DATA SUPPLIED:
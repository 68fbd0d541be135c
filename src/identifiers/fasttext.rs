//! Fasttext identifier
use std::path::Path;

use fasttext::FastText as FastTextLib;
use log::{debug, error};

use crate::error::Error;

use super::{Identification, Identify};

/// Default model file, looked up in the working directory.
pub const DEFAULT_MODEL: &str = "lid.176.bin";

/// Holds a [fasttext::FastText] instance and its parameters:
/// - [FastText::k], number of predicted languages on a text
/// - [FastText::threshold], prediction threshold
pub struct FastText {
    inner: FastTextLib,
    pub k: i32,
    pub threshold: f32,
}

impl FastText {
    /// Top-k predictions for a text.
    ///
    /// Returns Ok(None) if no prediction is over the threshold.
    /// Labels that cannot be converted are logged and ignored.
    pub fn predict(&self, text: &str) -> Result<Option<Vec<Identification>>, Error> {
        // fasttext reads lines, and chokes on null chars
        let text = text.replace(['\n', char::from(0)], " ");
        let predictions = self
            .inner
            .predict(&text, self.k, self.threshold)
            .map_err(Error::FastText)?;
        if predictions.is_empty() {
            return Ok(None);
        }

        let ids = predictions
            .into_iter()
            .filter_map(|pred| match Identification::try_from(pred) {
                Ok(id) => Some(id),
                Err(e) => {
                    error!("Couldn't find a proper label: {e:?}");
                    None
                }
            })
            .collect();
        Ok(Some(ids))
    }
}

impl Identify for FastText {
    fn identify(&self, text: &str) -> Result<Option<Identification>, Error> {
        let id = self
            .predict(text)?
            .and_then(|ids| ids.into_iter().next());
        debug!("{id:?}");
        Ok(id)
    }
}

/// Fasttext builder.
pub struct FastTextBuilder<'a> {
    path: Option<&'a Path>,
    k: Option<i32>,
    threshold: Option<f32>,
}

impl<'a> FastTextBuilder<'a> {
    fn init_fasttextlib(path: &Path) -> Result<FastTextLib, Error> {
        let path = path
            .to_str()
            .ok_or_else(|| Error::Custom(format!("invalid filepath for lid: {path:?}")))?;
        let mut ft = FastTextLib::new();
        ft.load_model(path).map_err(Error::FastText)?;
        Ok(ft)
    }

    /// attempt to build, resort to the following defaults if not set:
    /// - path: `lid.176.bin`
    /// - k: 1
    /// - threshold: 0.0
    pub fn build_or_default(&self) -> Result<FastText, Error> {
        let path = self.path.unwrap_or_else(|| Path::new(DEFAULT_MODEL));
        Ok(FastText {
            inner: Self::init_fasttextlib(path)?,
            k: self.k.unwrap_or(1),
            threshold: self.threshold.unwrap_or(0.0),
        })
    }

    pub fn build(&self) -> Result<FastText, Error> {
        let (path, k, threshold) = match (self.path, self.k, self.threshold) {
            (Some(p), Some(k), Some(t)) => (p, k, t),
            (None, _, _) => return Err(Error::Custom("No path provided".to_string())),
            (_, None, _) => return Err(Error::Custom("No k provided".to_string())),
            (_, _, None) => return Err(Error::Custom("No threshold provided".to_string())),
        };

        Ok(FastText {
            inner: Self::init_fasttextlib(path)?,
            k,
            threshold,
        })
    }

    pub fn path<'b>(&'b mut self, path: &'a Path) -> &'b mut FastTextBuilder<'a> {
        self.path = Some(path);
        self
    }

    pub fn k<'b>(&'b mut self, k: i32) -> &'b mut FastTextBuilder<'a> {
        self.k = Some(k);
        self
    }

    pub fn threshold<'b>(&'b mut self, threshold: f32) -> &'b mut FastTextBuilder<'a> {
        self.threshold = Some(threshold);
        self
    }
}

/// The threshold is left at 0 so that confidence filtering happens in the extractor.
impl<'a> Default for FastTextBuilder<'a> {
    fn default() -> Self {
        Self {
            path: Some(Path::new(DEFAULT_MODEL)),
            k: Some(1),
            threshold: Some(0.0),
        }
    }
}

WORK REQUEST:
Each record above should be returned exactly as it appears.

COMPLETED EXERCISE:
repository 68fbd0d541be135c
filename src/identifiers/fasttext.rs
//! Fasttext identifier
use std::path::Path;

use fasttext::FastText as FastTextLib;
use log::{debug, error};

use crate::error::Error;

use super::{Identification, Identify};

/// Default model file, looked up in the working directory.
pub const DEFAULT_MODEL: &str = "lid.176.bin";

/// Holds a [fasttext::FastText] instance and its parameters:
/// - [FastText::k], number of predicted languages on a text
/// - [FastText::threshold], prediction threshold
pub struct FastText {
    inner: FastTextLib,
    pub k: i32,
    pub threshold: f32,
}

impl FastText {
    /// Top-k predictions for a text.
    ///
    /// Returns Ok(None) if no prediction is over the threshold.
    /// Labels that cannot be converted are logged and ignored.
    pub fn predict(&self, text: &str) -> Result<Option<Vec<Identification>>, Error> {
        // fasttext reads lines, and chokes on null chars
        let text = text.replace(['\n', char::from(0)], " ");
        let predictions = self
            .inner
            .predict(&text, self.k, self.threshold)
            .map_err(Error::FastText)?;
        if predictions.is_empty() {
            return Ok(None);
        }

        let ids = predictions
            .into_iter()
            .filter_map(|pred| match Identification::try_from(pred) {
                Ok(id) => Some(id),
                Err(e) => {
                    error!("Couldn't find a proper label: {e:?}");
                    None
                }
            })
            .collect();
        Ok(Some(ids))
    }
}

impl Identify for FastText {
    fn identify(&self, text: &str) -> Result<Option<Identification>, Error> {
        let id = self
            .predict(text)?
            .and_then(|ids| ids.into_iter().next());
        debug!("{id:?}");
        Ok(id)
    }
}

/// Fasttext builder.
pub struct FastTextBuilder<'a> {
    path: Option<&'a Path>,
    k: Option<i32>,
    threshold: Option<f32>,
}

impl<'a> FastTextBuilder<'a> {
    fn init_fasttextlib(path: &Path) -> Result<FastTextLib, Error> {
        let path = path
            .to_str()
            .ok_or_else(|| Error::Custom(format!("invalid filepath for lid: {path:?}")))?;
        let mut ft = FastTextLib::new();
        ft.load_model(path).map_err(Error::FastText)?;
        Ok(ft)
    }

    /// attempt to build, resort to the following defaults if not set:
    /// - path: `lid.176.bin`
    /// - k: 1
    /// - threshold: 0.0
    pub fn build_or_default(&self) -> Result<FastText, Error> {
        let path = self.path.unwrap_or_else(|| Path::new(DEFAULT_MODEL));
        Ok(FastText {
            inner: Self::init_fasttextlib(path)?,
            k: self.k.unwrap_or(1),
            threshold: self.threshold.unwrap_or(0.0),
        })
    }

    pub fn build(&self) -> Result<FastText, Error> {
        let (path, k, threshold) = match (self.path, self.k, self.threshold) {
            (Some(p), Some(k), Some(t)) => (p, k, t),
            (None, _, _) => return Err(Error::Custom("No path provided".to_string())),
            (_, None, _) => return Err(Error::Custom("No k provided".to_string())),
            (_, _, None) => return Err(Error::Custom("No threshold provided".to_string())),
        };

        Ok(FastText {
            inner: Self::init_fasttextlib(path)?,
            k,
            threshold,
        })
    }

    pub fn path<'b>(&'b mut self, path: &'a Path) -> &'b mut FastTextBuilder<'a> {
        self.path = Some(path);
        self
    }

    pub fn k<'b>(&'b mut self, k: i32) -> &'b mut FastTextBuilder<'a> {
        self.k = Some(k);
        self
    }

    pub fn threshold<'b>(&'b mut self, threshold: f32) -> &'b mut FastTextBuilder<'a> {
        self.threshold = Some(threshold);
        self
    }
}

/// The threshold is left at 0 so that confidence filtering happens in the extractor.
impl<'a> Default for FastTextBuilder<'a> {
    fn default() -> Self {
        Self {
            path: Some(Path::new(DEFAULT_MODEL)),
            k: Some(1),
            threshold: Some(0.0),
        }
    }
}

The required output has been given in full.